The choice was made not to use exception within DIRAC. The return types are however standardized.

S_ERROR

This object is now to be phased out by the DError object.

The S_ERROR object is basicaly a dictionary with the ‘OK’ key to False, and a key ‘Message’ which contains the actual error message.

from DIRAC import S_ERROR

res = S_ERROR("What a useful error message")

print res
# {'Message': 'What a useful error message', 'OK': False}

There are two problems with this approach:

  • It is difficult for the caller to react based on the error that happened

  • The actual error cause is often lost because replaced with a more generic error message that can be parsed

def func1():
  # Error happening here, with an interesting technical message
  return S_ERROR('No such file or directory')

# returns a similar, but only similar error message
def func2():
  # Error happening here, with an interesting technical message
  return S_ERROR('File not found')


def main():
  ret = callAFunction()

  if not res['OK']:
    if 'No such file' in res['Message']:
      # Handle the error properly
      # Unfortunately not for func2, eventhough it is the same logic

A similar logic is happening when doing the bulk treatment. Traditionally, we have for bulk treatment an S_OK returned, which contains as value two dictionaries called ‘Successful’ and ‘Failed’. The ‘Failed’ dictionary contains for each item an error message.

def doSomething(listOfItems):
  successful = {}
  failed = {}

  for item in listOfItems:
    # execute an operation

    res = complicatedStuff(item)

    if res['OK']:
      successful[item] = res['Value']
    else:
      print "Oh, there was a problem: %s"%res['Message']
      failed[item] = "Could not perform doSomething"

  return S_OK('Successful' : successful, 'Failed : failed)

DError

In order to address the problems raised earlier, the DError object has been created. It contains an error code, as well as a technical message. The human readable generic error message is inherent to the error code, in a similar way to what os.strerror is doing.

from DIRAC.Core.Utilities import DError
import errno

def func1():
  # Error happening here, with an interesting technical message
  return DError(errno.ENOENT, 'the interesting technical message')

The interface of this object is fully compatible with S_ERROR

res = DError(errno.ENOENT, 'the interesting technical message')

print res
# No such file or directory ( 2 : the interesting technical message)

print res['OK']
# False

print res['Message']
# No such file or directory ( 2 : the interesting technical message)

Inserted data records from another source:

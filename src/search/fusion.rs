//! Min-max score fusion for hybrid search
//!
//! Dense similarities and lexical relevances live on unrelated scales, so
//! each side is first rescaled into `[0, 1]` over the scores it actually
//! returned for this request, then blended linearly.
//!
//! ## Algorithm
//!
//! ```text
//! norm(x)  = (x - min) / (max - min)        (1.0 when max == min)
//! fused(d) = alpha * dense_norm(d) + (1 - alpha) * sparse_norm(d)
//! ```
//!
//! A candidate returned by only one side gets `missing_score` for the
//! other. Single-sided modes use that side's normalized score directly.

use std::cmp::Ordering;
use std::collections::HashMap;

use crate::config::SearchConfig;
use crate::corpus::DocId;
use crate::search::query::SearchMode;

/// Fusion configuration
#[derive(Debug, Clone, Copy, PartialEq)]
pub struct FusionConfig {
    /// Weight of the dense side (default: 0.6)
    pub alpha: f32,
    /// Normalized score for a side that did not return the candidate
    pub missing_score: f32,
}

impl Default for FusionConfig {
    fn default() -> Self {
        Self {
            alpha: 0.6,
            missing_score: 0.0,
        }
    }
}

impl FusionConfig {
    /// Create config with a custom alpha
    pub fn with_alpha(alpha: f32) -> Self {
        Self {
            alpha,
            ..Default::default()
        }
    }
}

impl From<&SearchConfig> for FusionConfig {
    fn from(config: &SearchConfig) -> Self {
        Self {
            alpha: config.alpha,
            missing_score: config.missing_score,
        }
    }
}

/// A single fused candidate
#[derive(Debug, Clone, PartialEq)]
pub struct FusedCandidate {
    pub document_id: DocId,
    /// Raw dense similarity (None if the dense side did not return it)
    pub dense_score: Option<f32>,
    /// Raw lexical relevance (None if the sparse side did not return it)
    pub sparse_score: Option<f32>,
    /// Blended score in `[0, 1]`
    pub fused_score: f32,
}

/// Rescale scores into `[0, 1]`.
///
/// An empty slice yields an empty vector; a slice whose values are all
/// equal maps every value to `1.0`.
pub fn min_max_normalize(scores: &[f32]) -> Vec<f32> {
    let Some(&first) = scores.first() else {
        return Vec::new();
    };
    let (min, max) = scores
        .iter()
        .fold((first, first), |(lo, hi), &s| (lo.min(s), hi.max(s)));
    let range = max - min;
    if range <= 0.0 {
        return vec![1.0; scores.len()];
    }
    scores.iter().map(|&s| ((s - min) / range).clamp(0.0, 1.0)).collect()
}

/// Normalized scores keyed by document id. The first occurrence of an id
/// wins, so a side that lists an id twice cannot inflate it.
fn normalized_side(results: &[(DocId, f32)]) -> HashMap<DocId, (f32, f32)> {
    let finite: Vec<(DocId, f32)> = results
        .iter()
        .copied()
        .filter(|(_, score)| score.is_finite())
        .collect();
    let raw: Vec<f32> = finite.iter().map(|(_, s)| *s).collect();
    let norms = min_max_normalize(&raw);

    let mut side = HashMap::with_capacity(finite.len());
    for ((id, score), norm) in finite.into_iter().zip(norms) {
        side.entry(id).or_insert((score, norm));
    }
    side
}

/// Fuse dense and sparse results.
///
/// `mode` is the effective mode for the request: a hybrid request whose
/// dense side fell back passes [`SearchMode::Lexical`] here, and the
/// ignored side's list is disregarded.
///
/// The output covers the deduplicated union of returned ids, sorted by
/// fused score (descending) then document id (ascending).
pub fn fuse(
    dense: &[(DocId, f32)],
    sparse: &[(DocId, f32)],
    mode: SearchMode,
    config: &FusionConfig,
) -> Vec<FusedCandidate> {
    let dense_side = if mode.uses_dense() {
        normalized_side(dense)
    } else {
        HashMap::new()
    };
    let sparse_side = if mode.uses_sparse() {
        normalized_side(sparse)
    } else {
        HashMap::new()
    };

    let alpha = config.alpha.clamp(0.0, 1.0);
    let mut ids: Vec<DocId> = dense_side.keys().chain(sparse_side.keys()).copied().collect();
    ids.sort_unstable();
    ids.dedup();

    let mut results: Vec<FusedCandidate> = ids
        .into_iter()
        .map(|id| {
            let dense_entry = dense_side.get(&id);
            let sparse_entry = sparse_side.get(&id);
            let dense_norm = dense_entry.map_or(config.missing_score, |(_, n)| *n);
            let sparse_norm = sparse_entry.map_or(config.missing_score, |(_, n)| *n);

            let fused = match mode {
                SearchMode::Dense => dense_norm,
                SearchMode::Lexical => sparse_norm,
                SearchMode::Hybrid => alpha
                    .mul_add(dense_norm, (1.0 - alpha) * sparse_norm)
                    .clamp(0.0, 1.0),
            };

            FusedCandidate {
                document_id: id,
                dense_score: dense_entry.map(|(raw, _)| *raw),
                sparse_score: sparse_entry.map(|(raw, _)| *raw),
                fused_score: fused,
            }
        })
        .collect();

    sort_by_fused(&mut results);
    results
}

/// Fused score descending, then document id ascending.
pub(crate) fn sort_by_fused(candidates: &mut [FusedCandidate]) {
    candidates.sort_by(|a, b| match b.fused_score.total_cmp(&a.fused_score) {
        Ordering::Equal => a.document_id.cmp(&b.document_id),
        other => other,
    });
}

# Extra info of the DError object

print res.errno
# 2

print res.errmsg
# the interesting technical message

Another very interesting feature of the DError object is that it keeps the call stack when created, and the stack is displayed in case the object is displayed using gLogger.debug

The Derror object replaces S_ERROR, but should also be used in the Failed dictionary for bulk treatments.

Handling the error

Since obviously we could not change all the S_ERROR at once, the DError object has been made fully compatible with the old system. This means you could still do something like

res = func1()
if not res['OK']:
  if 'No such file' in res['Message']:
    # Handle the error properly

There is however a much cleaner method which consists in comparing the error returned with an error number, such as ENOENT. Since we have to be compatible with the old system, a utility method has been written ‘cmpError’.

from DIRAC.Core.Utilities import DErrno
import errno

res = func1()
if not res['OK']:
  # This works whether res is an S_ERROR or a DError object
  if DErrno.cmpError(res, errno.ENOENT):
    # Handle the error properly

An important aspect and general rule is to NOT replace the object, unless you have good reasons

# Do that !
def func2():
  res = func1()
  if not res['OK']:
    # I cannot handle it, so I return it AS SUCH
    return res

# DO NOT DO THAT
def func2():
  res = func1()
  if not res['OK']:
    return S_ERROR("func2 failed with %s"%res['Message'])

Error code

The best practice is to use the errors at your disposal in the standard python module errno. If, for a reason or another, no error there would match your need, there are already “DIRAC standard” errors defined in DErrno ( Core/Utilities/DErrno.py)

In case the error you would need does not exist yet as a number, there are 5 things you need to do:
  • Think whether it really does not match any existing error number

  • Declare the global variable corresponding to your error in DErrno.py

  • Update the dErrorCode dictionary in DErrno.py

  • Update the dStrError dictionary in DErrno.py

  • Think again whether you really need that

Refer to the python file for more detailed explanations on these two dictionary. Note that there is a range of number defined for each system (see DErrno.py)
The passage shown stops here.